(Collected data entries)

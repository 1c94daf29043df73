use serde::{Deserialize, Serialize};

use crate::types::identity::{IdentityContext, Role, Verification};

#[derive(Debug, Clone, Copy, PartialEq, Eq, Serialize, Deserialize)]
#[serde(rename_all = "SCREAMING_SNAKE_CASE")]
pub enum AuthStatus {
    Authenticated,
    Unauthenticated,
}

#[derive(Debug, Clone, Copy, PartialEq, Eq, Serialize, Deserialize)]
#[serde(rename_all = "SCREAMING_SNAKE_CASE")]
pub enum AuthorizationStatus {
    Authorized,
    Unauthorized,
    Forbidden,
    Locked,
    RateLimited,
    ClientError,
    ServerError,
    Success,
}

impl AuthorizationStatus {
    pub fn as_str(&self) -> &'static str {
        match self {
            Self::Authorized => "AUTHORIZED",
            Self::Unauthorized => "UNAUTHORIZED",
            Self::Forbidden => "FORBIDDEN",
            Self::Locked => "LOCKED",
            Self::RateLimited => "RATE_LIMITED",
            Self::ClientError => "CLIENT_ERROR",
            Self::ServerError => "SERVER_ERROR",
            Self::Success => "SUCCESS",
        }
    }

    /// Maps the final status code, `authenticated` tells a granted request from
    /// a public one.
    pub fn from_status(status: u16, authenticated: bool) -> Self {
        match status {
            401 => Self::Unauthorized,
            403 => Self::Forbidden,
            423 => Self::Locked,
            429 => Self::RateLimited,
            400..=499 => Self::ClientError,
            500..=599 => Self::ServerError,
            _ if authenticated => Self::Authorized,
            _ => Self::Success,
        }
    }

    pub fn default_code(&self) -> &'static str {
        match self {
            Self::Authorized => "ACCESS_GRANTED",
            Self::Unauthorized => "AUTHENTICATION_REQUIRED",
            Self::Forbidden => "ACCESS_FORBIDDEN",
            Self::Locked => "ACCOUNT_LOCKED",
            Self::RateLimited => "RATE_LIMIT_EXCEEDED",
            Self::ClientError => "CLIENT_ERROR",
            Self::ServerError => "SERVER_ERROR",
            Self::Success => "PUBLIC_ACCESS",
        }
    }
}

#[derive(Debug, Clone, PartialEq, Eq, Serialize, Deserialize)]
pub struct AuthInfo {
    pub status: AuthStatus,

    #[serde(skip_serializing_if = "Option::is_none")]
    pub role: Option<Role>,

    #[serde(skip_serializing_if = "Option::is_none")]
    pub user_id: Option<String>,

    #[serde(skip_serializing_if = "Option::is_none")]
    pub verification: Option<Verification>,
}

impl AuthInfo {
    pub fn from_identity(identity: Option<&IdentityContext>) -> Self {
        match identity {
            Some(identity) => Self {
                status: AuthStatus::Authenticated,
                role: Some(identity.role),
                user_id: Some(identity.user_id.clone()),
                verification: Some(identity.verification),
            },
            None => Self {
                status: AuthStatus::Unauthenticated,
                role: None,
                user_id: None,
                verification: None,
            },
        }
    }
}

#[derive(Debug, Clone, PartialEq, Eq, Serialize, Deserialize)]
pub struct AuthorizationInfo {
    pub status: AuthorizationStatus,
    pub code: String,

    #[serde(skip_serializing_if = "Option::is_none")]
    pub reason: Option<String>,
}

impl AuthorizationInfo {
    /// The denial code recorded by a guard stage takes precedence over the
    /// default code of the status.
    pub fn classify(
        status: u16,
        authenticated: bool,
        denial_code: Option<&str>,
        reason: Option<&str>,
    ) -> Self {
        let status = AuthorizationStatus::from_status(status, authenticated);
        let code = denial_code.unwrap_or(status.default_code());
        Self {
            status,
            code: code.to_string(),
            reason: reason.map(String::from),
        }
    }
}
mod audit;
mod serve;
mod token;

use std::path::PathBuf;

use anyhow::Result;
use clap::{Args, Parser, Subcommand};
use gatekeep::config::{CommonConfig, PathSet};
use gatekeep::server::config::ServerConfig;

#[derive(Parser)]
#[command(author, version, about)]
pub struct App {
    #[command(subcommand)]
    pub commands: Commands,
}

#[derive(Subcommand)]
pub enum Commands {
    Serve(serve::ServeArgs),
    Audit(audit::AuditArgs),
    Token(token::TokenArgs),
    PrintConfig(PrintConfigArgs),
}

impl App {
    pub async fn run(self) -> Result<()> {
        match self.commands {
            Commands::Serve(args) => args.run().await,
            Commands::Audit(args) => args.run(),
            Commands::Token(args) => args.run(),
            Commands::PrintConfig(args) => args.run(),
        }
    }
}

#[derive(Args)]
pub struct ConfigArgs {
    /// The config directory, default: `$GATEKEEP_CONFIG`, then `/etc/gatekeep`
    /// for root, `~/.config/gatekeep` otherwise.
    #[arg(long)]
    pub config_path: Option<PathBuf>,

    /// The data directory, default: `$GATEKEEP_DATA`, then `/var/lib/gatekeep`
    /// for root, `~/.local/share/gatekeep` otherwise.
    #[arg(long)]
    pub data_path: Option<PathBuf>,
}

impl ConfigArgs {
    pub fn build_path_set(&self) -> Result<PathSet> {
        PathSet::new(self.config_path.clone(), self.data_path.clone())
    }

    pub fn load_server(&self) -> Result<ServerConfig> {
        let ps = self.build_path_set()?;
        ps.load_config("server", ServerConfig::default)
    }
}

/// Print the server configuration in use (JSON) and exit.
#[derive(Args)]
pub struct PrintConfigArgs {
    #[command(flatten)]
    pub config: ConfigArgs,
}

impl PrintConfigArgs {
    fn run(&self) -> Result<()> {
        let cfg = self.config.load_server()?;
        println!("{}", serde_json::to_string_pretty(&cfg)?);
        Ok(())
    }
}
use std::collections::{HashMap, HashSet};

use anyhow::{bail, Result};
use serde::{Deserialize, Serialize};

use crate::types::identity::Role;
use crate::types::resource::ResourceType;

use super::Action;

pub const WILDCARD: &str = "*";

/// Permissions of one role. Each `can_*` set holds resource type names or the
/// wildcard `*`.
#[derive(Debug, Clone, Default, PartialEq, Eq, Serialize, Deserialize)]
pub struct RolePermissions {
    #[serde(default)]
    pub can_read: HashSet<String>,
    #[serde(default)]
    pub can_create: HashSet<String>,
    #[serde(default)]
    pub can_update: HashSet<String>,
    #[serde(default)]
    pub can_delete: HashSet<String>,
    #[serde(default)]
    pub can_search: HashSet<String>,

    #[serde(default)]
    pub restrictions: Restrictions,
}

#[derive(Debug, Clone, Default, PartialEq, Eq, Serialize, Deserialize)]
pub struct Restrictions {
    #[serde(default)]
    pub requires_identity_verification: HashSet<ResourceType>,
    #[serde(default)]
    pub requires_address: HashSet<ResourceType>,
    #[serde(default)]
    pub own_resources_only: HashSet<ResourceType>,
}

impl RolePermissions {
    fn new(
        read: &[ResourceType],
        create: &[ResourceType],
        update: &[ResourceType],
        delete: &[ResourceType],
        search: &[ResourceType],
    ) -> Self {
        let names = |kinds: &[ResourceType]| -> HashSet<String> {
            kinds.iter().map(|kind| kind.as_str().to_string()).collect()
        };
        Self {
            can_read: names(read),
            can_create: names(create),
            can_update: names(update),
            can_delete: names(delete),
            can_search: names(search),
            restrictions: Restrictions::default(),
        }
    }

    fn wildcard() -> Self {
        let all: HashSet<String> = [WILDCARD.to_string()].into_iter().collect();
        Self {
            can_read: all.clone(),
            can_create: all.clone(),
            can_update: all.clone(),
            can_delete: all.clone(),
            can_search: all,
            restrictions: Restrictions::default(),
        }
    }

    pub fn selectors(&self, action: Action) -> &HashSet<String> {
        match action {
            Action::Read => &self.can_read,
            Action::Create => &self.can_create,
            Action::Update => &self.can_update,
            Action::Delete => &self.can_delete,
            Action::Search => &self.can_search,
        }
    }

    pub fn allows(&self, action: Action, kind: ResourceType) -> bool {
        let selectors = self.selectors(action);
        selectors.contains(WILDCARD) || selectors.contains(kind.as_str())
    }

    /// Every selector must be the wildcard or a resource type name in its
    /// singular form.
    pub fn validate(&self) -> Result<()> {
        for action in [
            Action::Read,
            Action::Create,
            Action::Update,
            Action::Delete,
            Action::Search,
        ] {
            for selector in self.selectors(action) {
                if selector == WILDCARD {
                    continue;
                }
                if !ResourceType::ALL.iter().any(|kind| kind.as_str() == selector) {
                    bail!("unknown resource type '{selector}' in can_{action}");
                }
            }
        }
        Ok(())
    }
}

/// Role to permissions table. Built once at start-up and read-only afterwards.
#[derive(Debug, Clone)]
pub struct PermissionMatrix {
    roles: HashMap<Role, RolePermissions>,
}

impl PermissionMatrix {
    pub fn new(roles: HashMap<Role, RolePermissions>) -> Self {
        Self { roles }
    }

    /// The built-in marketplace table.
    pub fn defaults() -> Self {
        use ResourceType::*;

        let mut customer = RolePermissions::new(
            &[Product, Order, Address, User, Artisan, Distributor],
            &[Order, Address],
            &[Order, Address, User],
            &[Address],
            &[Product, Artisan],
        );
        customer.restrictions.requires_address = [Order].into_iter().collect();
        customer.restrictions.own_resources_only = [Order, Address, User].into_iter().collect();

        let mut artisan = RolePermissions::new(
            &[Product, Order, Inventory, User, Artisan, Address],
            &[Product, Inventory],
            &[Product, Inventory, Order, Artisan, User],
            &[Product, Inventory],
            &[Product, Order, Inventory],
        );
        artisan.restrictions.requires_identity_verification =
            [Product, Inventory].into_iter().collect();
        artisan.restrictions.own_resources_only =
            [Product, Inventory, Order, Artisan, User, Address].into_iter().collect();

        let mut distributor = RolePermissions::new(
            &[Product, Order, Inventory, Distributor, User, Artisan],
            &[Order, Inventory],
            &[Order, Inventory, Distributor, User],
            &[Inventory],
            &[Product, Order, Inventory, Artisan],
        );
        distributor.restrictions.requires_identity_verification =
            [Inventory].into_iter().collect();
        distributor.restrictions.requires_address = [Order].into_iter().collect();
        distributor.restrictions.own_resources_only =
            [Order, Inventory, Distributor, User].into_iter().collect();

        let mut roles = HashMap::with_capacity(4);
        roles.insert(Role::Customer, customer);
        roles.insert(Role::Artisan, artisan);
        roles.insert(Role::Distributor, distributor);
        roles.insert(Role::Admin, RolePermissions::wildcard());
        Self { roles }
    }

    /// Replaces whole role entries with the configured ones.
    pub fn with_overrides(mut self, overrides: HashMap<Role, RolePermissions>) -> Self {
        self.roles.extend(overrides);
        self
    }

    pub fn get(&self, role: Role) -> Option<&RolePermissions> {
        self.roles.get(&role)
    }
}
pub mod config;
pub mod matrix;
pub mod ownership;
pub mod permission;

use std::fmt::Display;

use actix_web::http::Method;
use serde::{Deserialize, Serialize};

use super::error::GuardError;

/// Action a caller performs on a resource type.
#[derive(Debug, Clone, Copy, PartialEq, Eq, Hash, Serialize, Deserialize)]
#[serde(rename_all = "lowercase")]
pub enum Action {
    Read,
    Create,
    Update,
    Delete,
    Search,
}

impl Action {
    pub fn as_str(&self) -> &'static str {
        match self {
            Self::Read => "read",
            Self::Create => "create",
            Self::Update => "update",
            Self::Delete => "delete",
            Self::Search => "search",
        }
    }

    /// Maps an HTTP method on a resource endpoint to an action. `with_id` tells
    /// whether the path names one instance.
    pub fn from_method(method: &Method, with_id: bool) -> Option<Self> {
        let action = match *method {
            Method::GET if with_id => Self::Read,
            Method::GET => Self::Search,
            Method::POST => Self::Create,
            Method::PUT | Method::PATCH => Self::Update,
            Method::DELETE => Self::Delete,
            _ => return None,
        };
        Some(action)
    }
}

impl Display for Action {
    fn fmt(&self, f: &mut std::fmt::Formatter<'_>) -> std::fmt::Result {
        write!(f, "{}", self.as_str())
    }
}

/// Possible responses from a permission check.
#[derive(Debug, Clone, Copy, PartialEq, Eq)]
pub enum AuthzResponse {
    Allow,
    Deny(GuardError),
}
use std::sync::Arc;

use anyhow::{Context, Result};

use super::anomaly::AnomalyDetector;
use super::audit;
use super::audit::clock::{Clock, SystemClock};
use super::audit::writer::AuditWorker;
use super::authn::jwt::JwtAuthenticator;
use super::authz::matrix::PermissionMatrix;
use super::authz::ownership::OwnershipValidator;
use super::authz::permission::PermissionEvaluator;
use super::config::ServerConfig;
use super::db::Database;
use super::lookup::LookupRegistry;
use super::pipeline::Pipeline;
use super::restful::{RestfulContext, RestfulServer};

/// Builds every long-lived component exactly once at start-up.
pub struct ServerFactory {
    db: Arc<Database>,
    clock: Arc<dyn Clock>,
    cfg: ServerConfig,
}

impl ServerFactory {
    pub fn new(cfg: ServerConfig) -> Result<Self> {
        let db = Database::new(&cfg.db.sqlite).context("init database")?;
        Ok(Self::with_parts(cfg, Arc::new(db), Arc::new(SystemClock)))
    }

    /// Uses an existing database and clock instead of the configured ones.
    pub fn with_parts(cfg: ServerConfig, db: Arc<Database>, clock: Arc<dyn Clock>) -> Self {
        Self { db, clock, cfg }
    }

    /// The server and the audit writer it feeds. The writer must be started
    /// before the server runs.
    pub fn build_server(&self) -> Result<(RestfulServer, AuditWorker)> {
        let (ctx, worker) = self.build_context()?;

        let mut srv = RestfulServer::new(self.cfg.bind.clone(), ctx, self.cfg.payload_limit_mib);
        if self.cfg.keep_alive_secs > 0 {
            srv.set_keep_alive_secs(self.cfg.keep_alive_secs);
        }
        if self.cfg.workers > 0 {
            srv.set_workers(self.cfg.workers);
        }

        Ok((srv, worker))
    }

    pub fn build_context(&self) -> Result<(Arc<RestfulContext>, AuditWorker)> {
        let registry = Arc::new(LookupRegistry::with_database(self.db.clone()));

        let matrix = PermissionMatrix::defaults().with_overrides(self.cfg.authz.role_overrides());
        let pipeline = Pipeline::new(
            PermissionEvaluator::new(Arc::new(matrix)),
            OwnershipValidator::new(registry.clone()),
            AnomalyDetector::new(self.cfg.anomaly.clone()),
        );

        let (audit, worker) =
            audit::build(&self.cfg.audit, self.clock.clone()).context("init audit logger")?;

        let ctx = RestfulContext {
            authn: Box::new(JwtAuthenticator::new(&self.cfg.authn)),
            pipeline,
            registry,
            audit,
            audit_dir: self.cfg.audit.dir_path.clone(),
            clock: self.clock.clone(),
        };
        Ok((Arc::new(ctx), worker))
    }
}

What to do = Lines containing the string "RestfulServer" are the ones to copy from the entries above.

Reply to the exercise =
use super::restful::{RestfulContext, RestfulServer};
    pub fn build_server(&self) -> Result<(RestfulServer, AuditWorker)> {
        let mut srv = RestfulServer::new(self.cfg.bind.clone(), ctx, self.cfg.payload_limit_mib);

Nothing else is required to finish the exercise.